Filter the entries for the word "impl". Copy each line that has it.
*** Block opens ***
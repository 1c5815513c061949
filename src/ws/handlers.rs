//! Message handler registrations.
//!
//! Handlers live in an identity-keyed map owned by the manager. Each
//! registration returns a [`HandlerRegistration`] whose
//! [`remove`](HandlerRegistration::remove) deletes exactly that handler;
//! calling it twice, or after the manager is gone, does nothing.
//!
//! Dispatch snapshots the current handlers and calls them in registration
//! order outside the lock. A panicking handler is caught and logged, and
//! the remaining handlers still run.

use std::any::Any;
use std::collections::BTreeMap;
use std::panic::{AssertUnwindSafe, catch_unwind};
use std::sync::atomic::{AtomicU64, Ordering};
use std::sync::{Arc, Mutex, MutexGuard, PoisonError, Weak};

use crate::types::PriceReading;
use crate::ws::manager::FeedMessage;
use crate::ws::throttle::UpdateThrottle;

/// Callback invoked for every inbound message.
pub type MessageHandler = Arc<dyn Fn(&FeedMessage) + Send + Sync>;

/// Identifies one registered handler.
#[derive(Debug, Clone, Copy, PartialEq, Eq, Hash, PartialOrd, Ord)]
pub struct HandlerId(pub u64);

impl std::fmt::Display for HandlerId {
    fn fmt(&self, f: &mut std::fmt::Formatter<'_>) -> std::fmt::Result {
        write!(f, "Handler({})", self.0)
    }
}

/// Run `f`, logging instead of unwinding if it panics.
pub(crate) fn invoke_guarded(context: &str, f: impl FnOnce()) -> bool {
    match catch_unwind(AssertUnwindSafe(f)) {
        Ok(()) => true,
        Err(payload) => {
            tracing::error!(
                context,
                panic = %panic_message(payload.as_ref()),
                "Handler panicked"
            );
            false
        }
    }
}

fn panic_message(payload: &(dyn Any + Send)) -> &str {
    if let Some(s) = payload.downcast_ref::<&str>() {
        s
    } else if let Some(s) = payload.downcast_ref::<String>() {
        s.as_str()
    } else {
        "<non-string panic payload>"
    }
}

struct HandlerEntry {
    callback: MessageHandler,
    throttle: Option<UpdateThrottle<PriceReading>>,
}

/// The manager's handler collection.
#[derive(Default)]
pub(crate) struct HandlerSet {
    next_id: AtomicU64,
    entries: Mutex<BTreeMap<HandlerId, HandlerEntry>>,
}

impl HandlerSet {
    pub(crate) fn insert(
        self: &Arc<Self>,
        callback: MessageHandler,
        throttle: Option<UpdateThrottle<PriceReading>>,
    ) -> HandlerRegistration {
        let id = HandlerId(self.next_id.fetch_add(1, Ordering::Relaxed));
        self.lock().insert(id, HandlerEntry { callback, throttle });
        HandlerRegistration {
            id,
            set: Arc::downgrade(self),
        }
    }

    fn remove(&self, id: HandlerId) -> bool {
        match self.lock().remove(&id) {
            Some(entry) => {
                if let Some(throttle) = entry.throttle {
                    throttle.cancel();
                }
                true
            }
            None => false,
        }
    }

    /// Deliver `message` to every handler registered right now.
    pub(crate) fn dispatch(&self, message: &FeedMessage) {
        let snapshot: Vec<(HandlerId, MessageHandler)> = self
            .lock()
            .iter()
            .map(|(id, e)| (*id, e.callback.clone()))
            .collect();

        for (id, callback) in snapshot {
            invoke_guarded(&id.to_string(), || callback(message));
        }
    }

    /// Drop deferred deliveries of every throttled handler.
    pub(crate) fn cancel_throttles(&self) {
        for entry in self.lock().values() {
            if let Some(throttle) = &entry.throttle {
                throttle.cancel();
            }
        }
    }

    pub(crate) fn len(&self) -> usize {
        self.lock().len()
    }

    fn lock(&self) -> MutexGuard<'_, BTreeMap<HandlerId, HandlerEntry>> {
        self.entries.lock().unwrap_or_else(PoisonError::into_inner)
    }
}

/// Owned by the caller that registered a handler; removes it on demand.
#[derive(Debug, Clone)]
pub struct HandlerRegistration {
    id: HandlerId,
    set: Weak<HandlerSet>,
}

impl HandlerRegistration {
    pub fn id(&self) -> HandlerId {
        self.id
    }

    /// Remove the handler. Returns `true` only on the call that removed it.
    pub fn remove(&self) -> bool {
        match self.set.upgrade() {
            Some(set) => set.remove(self.id),
            None => false,
        }
    }
}
// ---------------------------------------------------------------------------
// Builder
// ---------------------------------------------------------------------------

/// Builder for constructing a [`PriceFeedManager`] with custom configuration.
///
/// # Example
///
/// ```no_run
/// use oracle_feed_rs::ws::manager::PriceFeedManagerBuilder;
///
/// let manager = PriceFeedManagerBuilder::new("ws://127.0.0.1:8900")
///     .reconnect_delay_ms(500)
///     .subscribe_timeout_ms(10_000)
///     .feed("SOL/USD", "H6ARHf6YXhGYeQfUzQNGk6rDNnLBQKrenN712K4AQJEG")
///     .build();
/// ```
pub struct PriceFeedManagerBuilder {
    config: FeedConfig,
}

impl PriceFeedManagerBuilder {
    /// Create a new builder for the given endpoint.
    pub fn new(url: impl Into<String>) -> Self {
        Self {
            config: FeedConfig {
                url: url.into(),
                ..FeedConfig::default()
            },
        }
    }

    /// Start from an existing configuration.
    pub fn from_config(config: FeedConfig) -> Self {
        Self { config }
    }

    /// Set the reconnect delay in milliseconds. Default: 2,000.
    pub fn reconnect_delay_ms(mut self, ms: u64) -> Self {
        self.config.reconnect_delay_ms = ms;
        self
    }

    /// Set the number of automatic reconnect attempts. Default: 5.
    pub fn max_reconnect_attempts(mut self, n: u32) -> Self {
        self.config.max_reconnect_attempts = n;
        self
    }

    /// Set the throttle window for [`PriceFeedManager::on_price_update`]. Default: 50.
    pub fn throttle_interval_ms(mut self, ms: u64) -> Self {
        self.config.throttle_interval_ms = ms;
        self
    }

    /// Bound how long `subscribe()` waits for an acknowledgment. Default: none.
    pub fn subscribe_timeout_ms(mut self, ms: u64) -> Self {
        self.config.subscribe_timeout_ms = Some(ms);
        self
    }

    /// Set the params used by [`PriceFeedManager::subscribe_default`].
    pub fn default_params(mut self, params: SubscribeParams) -> Self {
        self.config.default_params = params;
        self
    }

    /// Add a known feed.
    pub fn feed(mut self, name: impl Into<String>, address: impl Into<String>) -> Self {
        self.config.feeds.push(FeedDescriptor::new(name, address));
        self
    }

    /// Build the [`PriceFeedManager`].
    pub fn build(self) -> PriceFeedManager {
        PriceFeedManager::new(self.config)
    }
}

// ---------------------------------------------------------------------------
// Shared state
// ---------------------------------------------------------------------------

/// State touched only while holding the async lock.
struct Inner {
    writer: Option<WriterHalf>,
    registry: SubscriptionRegistry,
    next_request_id: u64,
    /// Consecutive automatic reconnect attempts since the last successful connect.
    retry_count: u32,
    /// Bumped by `disconnect()`; work started under an older value is discarded.
    generation: u64,
    pending_connect: Option<ConnectAttempt>,
}

impl Inner {
    fn next_request_id(&mut self) -> u64 {
        self.next_request_id += 1;
        self.next_request_id
    }

    async fn send_text(&mut self, text: String) -> Result<()> {
        let writer = self.writer.as_mut().ok_or(FeedError::NotConnected)?;
        writer.send(Message::Text(text.into())).await?;
        Ok(())
    }
}

struct ManagerShared {
    config: FeedConfig,
    inner: Mutex<Inner>,
    handlers: Arc<HandlerSet>,
    status: watch::Sender<ConnectionStatus>,
    last_error: StdMutex<Option<String>>,
    closed: AtomicBool,
    /// Session task of the live connection. Outside `inner` so `Drop` can
    /// always reach it.
    session: StdMutex<Option<JoinHandle<()>>>,
}

impl ManagerShared {
    fn status(&self) -> ConnectionStatus {
        *self.status.borrow()
    }

    fn set_status(&self, status: ConnectionStatus) {
        self.status.send_replace(status);
    }

    fn record_error(&self, message: String) {
        *self.last_error.lock().unwrap_or_else(PoisonError::into_inner) = Some(message);
    }

    fn clear_error(&self) {
        *self.last_error.lock().unwrap_or_else(PoisonError::into_inner) = None;
    }

    /// Install `session` as the live session task, aborting the previous one.
    /// Once the manager is dropped, new sessions are aborted on arrival.
    fn replace_session(&self, session: Option<JoinHandle<()>>) {
        let mut slot = self.session.lock().unwrap_or_else(PoisonError::into_inner);
        if let Some(previous) = std::mem::replace(&mut *slot, session) {
            previous.abort();
        }
        if self.closed.load(Ordering::Acquire) {
            if let Some(session) = slot.take() {
                session.abort();
            }
        }
    }

    fn is_current(&self, inner: &Inner, generation: u64) -> bool {
        inner.generation == generation && !self.closed.load(Ordering::Acquire)
    }
}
*** Block closes ***
● RESULT BELOW:
impl std::fmt::Display for HandlerId {
pub(crate) fn invoke_guarded(context: &str, f: impl FnOnce()) -> bool {
impl HandlerSet {
impl HandlerRegistration {
impl PriceFeedManagerBuilder {
    pub fn new(url: impl Into<String>) -> Self {
    pub fn feed(mut self, name: impl Into<String>, address: impl Into<String>) -> Self {
impl Inner {
impl ManagerShared {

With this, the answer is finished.